Yesterday afternoon my friend and I saw "Beautiful When She's Angry", a documentary about the seventies feminist movement. It brought tears to my eyes, to remember how it felt to be in a consciousness raising group, to march for women's rights, to read and listen to women writers, to speak out for myself and others. I first encountered the movement when I was in graduate school, and my best friend in married student housing was attending a group. She was also meditating, which I'd never seen anyone do, and building furniture, baking whole wheat bread and insisting her husband do the dishes and childcare. My mind was blown, as we used to say.

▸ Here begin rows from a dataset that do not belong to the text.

//! Streaming parse of the host's XML response envelope.
//!
//! Every control-plane response is wrapped in
//! `<root status_code=".." status_message="..">`. Parsing is a single pull
//! pass: the envelope status is checked the moment the root element is seen,
//! so a non-200 response surfaces as [`HttpError::Status`] no matter which
//! field the caller asked for.

use quick_xml::events::{BytesStart, Event};
use quick_xml::Reader;
use tracing::warn;

use gamelink_core::AppEntry;

use crate::errors::HttpError;

fn malformed(e: impl std::fmt::Display) -> HttpError {
    HttpError::malformed_xml(e.to_string())
}

fn verify_response_status(e: &BytesStart<'_>) -> Result<(), HttpError> {
    let code_attr = e
        .try_get_attribute("status_code")
        .map_err(malformed)?
        .ok_or_else(|| HttpError::malformed_xml("root element missing status_code"))?;
    let code_text = code_attr.unescape_value().map_err(malformed)?;

    // Hosts occasionally report 0xFFFFFFFF here, which overflows i32. Parse
    // wide and truncate so that case comes out as the intended -1.
    let status_code = code_text
        .parse::<i64>()
        .map_err(|_| HttpError::malformed_xml(format!("bad status_code: {code_text}")))?
        as i32;
    if status_code == 200 {
        return Ok(());
    }

    let mut message = match e.try_get_attribute("status_message").map_err(malformed)? {
        Some(attr) => attr.unescape_value().map_err(malformed)?.into_owned(),
        None => String::new(),
    };
    let mut code = status_code;
    if code == -1 && message == "Invalid" {
        // The host reports a missing audio capture device with this useless
        // -1/"Invalid" combination; remap it to something displayable.
        code = 418;
        message = "Missing audio capture device on the host".to_owned();
    }
    Err(HttpError::Status { code, message })
}

/// Extract the text of the first `tag` element, validating the response
/// envelope on the way. Returns `Ok(None)` when the tag never appears.
pub fn get_xml_string(xml: &str, tag: &str) -> Result<Option<String>, HttpError> {
    let mut reader = Reader::from_str(xml);
    reader.trim_text(true);

    let mut current_tag: Vec<String> = Vec::new();
    loop {
        match reader.read_event() {
            Ok(Event::Start(e)) => {
                let name = String::from_utf8_lossy(e.name().as_ref()).into_owned();
                if name == "root" {
                    verify_response_status(&e)?;
                }
                current_tag.push(name);
            }
            Ok(Event::Empty(e)) => {
                if e.name().as_ref() == b"root" {
                    verify_response_status(&e)?;
                }
            }
            Ok(Event::End(_)) => {
                current_tag.pop();
            }
            Ok(Event::Text(t)) => {
                if current_tag.last().map(String::as_str) == Some(tag) {
                    return Ok(Some(t.unescape().map_err(malformed)?.into_owned()));
                }
            }
            Ok(Event::Eof) => return Ok(None),
            Ok(_) => {}
            Err(e) => return Err(malformed(e)),
        }
    }
}

/// Like [`get_xml_string`] but the field is mandatory.
pub fn require_xml_string(xml: &str, tag: &'static str) -> Result<String, HttpError> {
    get_xml_string(xml, tag)?.ok_or(HttpError::MissingField { field: tag })
}

#[derive(Default)]
struct PartialApp {
    id: Option<i32>,
    title: Option<String>,
    hdr_supported: bool,
}

/// Parse an `/applist` response into app entries.
///
/// Entries missing a required field are dropped without aborting the rest of
/// the list. A response whose `</root>` never arrives is a truncated transfer
/// and raises a malformed-XML error rather than returning a partial list.
pub fn parse_app_list(xml: &str) -> Result<Vec<AppEntry>, HttpError> {
    let mut reader = Reader::from_str(xml);
    reader.trim_text(true);

    let mut current_tag: Vec<String> = Vec::new();
    let mut apps: Vec<PartialApp> = Vec::new();
    let mut root_terminated = false;

    loop {
        match reader.read_event() {
            Ok(Event::Start(e)) => {
                let name = String::from_utf8_lossy(e.name().as_ref()).into_owned();
                if name == "root" {
                    verify_response_status(&e)?;
                }
                if name == "App" {
                    apps.push(PartialApp::default());
                }
                current_tag.push(name);
            }
            Ok(Event::End(e)) => {
                if e.name().as_ref() == b"root" {
                    root_terminated = true;
                }
                current_tag.pop();
            }
            Ok(Event::Text(t)) => {
                let text = t.unescape().map_err(malformed)?;
                if let (Some(tag), Some(app)) = (current_tag.last(), apps.last_mut()) {
                    match tag.as_str() {
                        "AppTitle" => app.title = Some(text.into_owned()),
                        "ID" => app.id = text.parse().ok(),
                        "IsHdrSupported" => app.hdr_supported = text.as_ref() == "1",
                        _ => {}
                    }
                }
            }
            Ok(Event::Eof) => break,
            Ok(_) => {}
            Err(e) => return Err(malformed(e)),
        }
    }

    if !root_terminated {
        return Err(HttpError::malformed_xml("root tag was not terminated"));
    }

    Ok(apps
        .into_iter()
        .filter_map(|app| match (app.id, app.title) {
            (Some(id), Some(title)) => Some(AppEntry {
                id,
                title,
                hdr_supported: app.hdr_supported,
            }),
            (id, title) => {
                warn!("Host returned incomplete app entry: id={id:?} title={title:?}");
                None
            }
        })
        .collect())
}

#[cfg(test)]
mod tests {
    use super::*;

    #[test]
    fn extracts_tag_text() {
        let xml = r#"<root status_code="200"><hostname>desktop</hostname></root>"#;
        assert_eq!(
            get_xml_string(xml, "hostname").unwrap(),
            Some("desktop".to_owned())
        );
        assert_eq!(get_xml_string(xml, "uniqueid").unwrap(), None);
    }

    #[test]
    fn non_200_envelope_raises_status_error() {
        let xml = r#"<root status_code="401" status_message="Not paired"><x>1</x></root>"#;
        match get_xml_string(xml, "x") {
            Err(HttpError::Status { code: 401, message }) => assert_eq!(message, "Not paired"),
            other => panic!("expected status error, got {other:?}"),
        }
    }

    #[test]
    fn overflowing_status_code_truncates_to_negative() {
        let xml = format!(r#"<root status_code="{}" status_message="Invalid"/>"#, 0xFFFFFFFFu32);
        match get_xml_string(&xml, "x") {
            Err(HttpError::Status { code: 418, .. }) => {}
            other => panic!("expected remapped 418, got {other:?}"),
        }
    }

    #[test]
    fn app_list_drops_incomplete_entries() {
        let xml = r#"<root status_code="200">
            <App><ID>1</ID><AppTitle>Steam</AppTitle><IsHdrSupported>1</IsHdrSupported></App>
            <App><ID>2</ID></App>
            <App><ID>3</ID><AppTitle>Desktop</AppTitle><IsHdrSupported>0</IsHdrSupported></App>
        </root>"#;
        let apps = parse_app_list(xml).unwrap();
        assert_eq!(apps.len(), 2);
        assert_eq!(apps[0].id, 1);
        assert!(apps[0].hdr_supported);
        assert_eq!(apps[1].title, "Desktop");
    }

    #[test]
    fn truncated_app_list_is_malformed() {
        let xml = r#"<root status_code="200"><App><ID>1</ID><AppTitle>Steam</AppTitle></App>"#;
        match parse_app_list(xml) {
            Err(HttpError::MalformedXml { .. }) => {}
            other => panic!("expected malformed XML error, got {other:?}"),
        }
    }
}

When I left my husband, I joined a consciousness raising group, volunteered at the Women's Herstory Center for Laura X, went to readings, hunted for books written by women and tried to follow "A Guide to Non-Sexist Child Rearing". I was hungry for women's voices and soon was working in a safehouse encouraging battered wives to write about their truths. I learned to speak out and up. I wept over Tillie Olson and Adrienne Rich at readings. Their truth was mine. I joined a poetry writing and publishing collective, and one time we went to the city to see Judy Chicago's "The Dinner Party". The world was opening up to us. Why? Because in safety and privacy we spoke of our lives honestly. We spoke of our mother's lives. We spoke of what we wished for our daughters. My little girl was riding a horse and taking self defense. I wanted her strong, powerful and free.
Right speech can blow open a secret world and make demands for justice. It can speak of what it feels like to be a second class citizen. It can change the world, and it did.